"Water takes the shape of the vessel that holds it."

That was the quote Ethan sent me at 2 AM after accidentally spending forty minutes watching videos about medieval sword making.

The funny part? Ethan doesn't even like swords.

One recommendation became ten. Ten became twenty. Somewhere along the way, his attention stopped being a choice and became a path the algorithm already knew he would follow.

That made me wonder.

For years, attention has been something advertisers purchase. Every social platform runs on auctions where brands compete for a few seconds of human focus.

But AI Agents may change the nature of that market entirely.
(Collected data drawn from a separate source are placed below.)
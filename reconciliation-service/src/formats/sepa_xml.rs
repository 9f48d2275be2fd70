//! Metadata extraction from SEPA direct-debit XML (pain.008).

use std::str::FromStr;

use chrono::NaiveDate;
use quick_xml::events::Event;
use quick_xml::Reader;
use rust_decimal::Decimal;

use super::{BankFormat, BankFormatHandler, DeclaredTotals, ParseError, Records};
use crate::models::{BankRecord, DebitCredit, RecordType};

pub struct SepaXmlHandler;

impl BankFormatHandler for SepaXmlHandler {
    fn format(&self) -> BankFormat {
        BankFormat::Sepa
    }

    fn validate(&self, content: &str) -> Result<(), ParseError> {
        extract(content).map(|_| ())
    }

    fn records<'a>(&self, content: &'a str) -> Result<Records<'a>, ParseError> {
        let extracted = extract(content)?;
        Ok(Records::Xml(XmlRecords {
            inner: extracted.records.into_iter(),
            declared: extracted.declared,
            skipped: extracted.skipped,
        }))
    }
}

/// Records of an XML document. The document is walked eagerly because
/// group-level totals may follow the transactions they describe.
pub struct XmlRecords {
    inner: std::vec::IntoIter<BankRecord>,
    declared: DeclaredTotals,
    skipped: usize,
}

impl XmlRecords {
    pub fn skipped(&self) -> usize {
        self.skipped
    }

    pub fn declared(&self) -> &DeclaredTotals {
        &self.declared
    }
}

impl Iterator for XmlRecords {
    type Item = BankRecord;

    fn next(&mut self) -> Option<BankRecord> {
        self.inner.next()
    }
}

struct Extracted {
    records: Vec<BankRecord>,
    declared: DeclaredTotals,
    skipped: usize,
}

#[derive(Default)]
struct PendingTx {
    index: usize,
    reference: Option<String>,
    amount: Option<Decimal>,
    currency: Option<String>,
    narrative: Option<String>,
    invalid: bool,
}

fn validation(message: impl std::fmt::Display) -> ParseError {
    ParseError::Validation {
        format: BankFormat::Sepa,
        message: message.to_string(),
    }
}

fn ends_with(path: &[String], tail: &[&str]) -> bool {
    path.len() >= tail.len()
        && path[path.len() - tail.len()..]
            .iter()
            .zip(tail)
            .all(|(a, b)| a == b)
}

fn check_root(name: &str) -> Result<(), ParseError> {
    if name != "Document" {
        return Err(ParseError::Format {
            format: BankFormat::Sepa,
            expected: "<Document>".to_string(),
            found: format!("<{name}>"),
        });
    }
    Ok(())
}

fn extract(content: &str) -> Result<Extracted, ParseError> {
    let content = content.trim_start_matches('\u{feff}');
    if content.trim().is_empty() {
        return Err(ParseError::Empty {
            format: BankFormat::Sepa,
        });
    }

    let mut reader = Reader::from_str(content);
    reader.config_mut().trim_text(true);

    let mut path: Vec<String> = Vec::new();
    let mut saw_root = false;
    let mut saw_initiation = false;
    let mut declared = DeclaredTotals::default();
    let mut collection_date: Option<NaiveDate> = None;
    let mut pending: Option<PendingTx> = None;
    let mut records = Vec::new();
    let mut skipped = 0;
    let mut tx_count = 0;

    loop {
        match reader.read_event() {
            Ok(Event::Start(e)) => {
                let name = String::from_utf8_lossy(e.local_name().as_ref()).into_owned();
                if !saw_root {
                    check_root(&name)?;
                    saw_root = true;
                }
                match name.as_str() {
                    "CstmrDrctDbtInitn" => saw_initiation = true,
                    "DrctDbtTxInf" => {
                        tx_count += 1;
                        pending = Some(PendingTx {
                            index: tx_count,
                            ..Default::default()
                        });
                    }
                    "InstdAmt" => {
                        if let Some(tx) = pending.as_mut() {
                            for attr in e.attributes().flatten() {
                                if attr.key.local_name().as_ref() == b"Ccy" {
                                    tx.currency = attr
                                        .unescape_value()
                                        .ok()
                                        .map(|v| v.trim().to_string());
                                }
                            }
                        }
                    }
                    _ => {}
                }
                path.push(name);
            }
            Ok(Event::Empty(e)) => {
                let name = String::from_utf8_lossy(e.local_name().as_ref()).into_owned();
                if !saw_root {
                    check_root(&name)?;
                    saw_root = true;
                }
                if name == "CstmrDrctDbtInitn" {
                    saw_initiation = true;
                }
            }
            Ok(Event::Text(t)) => {
                let text = t.unescape().map_err(validation)?;
                let text = text.trim();

                if ends_with(&path, &["GrpHdr", "NbOfTxs"]) {
                    let count = text
                        .parse()
                        .map_err(|_| validation(format!("NbOfTxs is not a number: \"{text}\"")))?;
                    declared.transaction_count = Some(count);
                } else if ends_with(&path, &["GrpHdr", "CtrlSum"]) {
                    let sum = Decimal::from_str(text)
                        .map_err(|_| validation(format!("CtrlSum is not a decimal: \"{text}\"")))?;
                    declared.control_total = Some(sum);
                } else if ends_with(&path, &["PmtInf", "ReqdColltnDt"]) {
                    let date = NaiveDate::parse_from_str(text, "%Y-%m-%d").map_err(|_| {
                        validation(format!("ReqdColltnDt is not an ISO date: \"{text}\""))
                    })?;
                    collection_date = Some(date);
                } else if let Some(tx) = pending.as_mut() {
                    if ends_with(&path, &["PmtId", "EndToEndId"]) {
                        tx.reference = Some(text.to_string());
                    } else if ends_with(&path, &["DrctDbtTxInf", "InstdAmt"]) {
                        match Decimal::from_str(text) {
                            Ok(amount) if amount.is_sign_positive() => tx.amount = Some(amount),
                            _ => tx.invalid = true,
                        }
                    } else if ends_with(&path, &["RmtInf", "Ustrd"]) {
                        tx.narrative = Some(text.to_string());
                    }
                }
            }
            Ok(Event::End(_)) => match path.pop().as_deref() {
                Some("DrctDbtTxInf") => {
                    if let Some(tx) = pending.take() {
                        match (tx.amount, tx.invalid) {
                            (Some(amount), false) => records.push(BankRecord {
                                record_type: RecordType::Transaction,
                                amount,
                                dc: DebitCredit::Credit,
                                currency: tx.currency.unwrap_or_else(|| "EUR".to_string()),
                                value_date: collection_date,
                                reference: tx.reference.unwrap_or_default(),
                                narrative: tx.narrative,
                                return_code: None,
                                line_number: tx.index,
                                raw_line: format!("DrctDbtTxInf[{}]", tx.index),
                            }),
                            _ => {
                                skipped += 1;
                                tracing::debug!(
                                    transaction = tx.index,
                                    "Skipping direct-debit transaction without a valid amount"
                                );
                            }
                        }
                    }
                }
                Some("PmtInf") => collection_date = None,
                _ => {}
            },
            Ok(Event::Eof) => break,
            Err(e) => {
                return Err(validation(format!(
                    "malformed XML at byte {}: {e}",
                    reader.buffer_position()
                )));
            }
            _ => {}
        }
    }

    if !saw_root {
        return Err(ParseError::Format {
            format: BankFormat::Sepa,
            expected: "<Document>".to_string(),
            found: "no root element".to_string(),
        });
    }
    if !saw_initiation {
        return Err(ParseError::Format {
            format: BankFormat::Sepa,
            expected: "<CstmrDrctDbtInitn>".to_string(),
            found: "a document without a direct-debit initiation".to_string(),
        });
    }

    Ok(Extracted {
        records,
        declared,
        skipped,
    })
}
Imagine an Agent that understands not only what you click, but also what you consistently ignore, what makes you pause, and what topics quietly pull you back day after day.

Attention would no longer be a metric.

It would become a predictable asset.

And once something becomes predictable, markets tend to form around it.

Advertisers today buy impressions.

Future Agents may trade probabilities.

The probability that you engage.

The probability that you trust.

The probability that you spend.

The probability that you care.

The hidden challenge is that prediction requires memory.

Markets rarely emerge around the asset itself. They emerge around the infrastructure that allows the asset to be measured and priced.

If attention becomes the asset, context becomes the infrastructure.

That is why OpenGradient feels increasingly important. The project is building a context layer that allows Agents to access persistent information instead of constantly operating with fragmented memory.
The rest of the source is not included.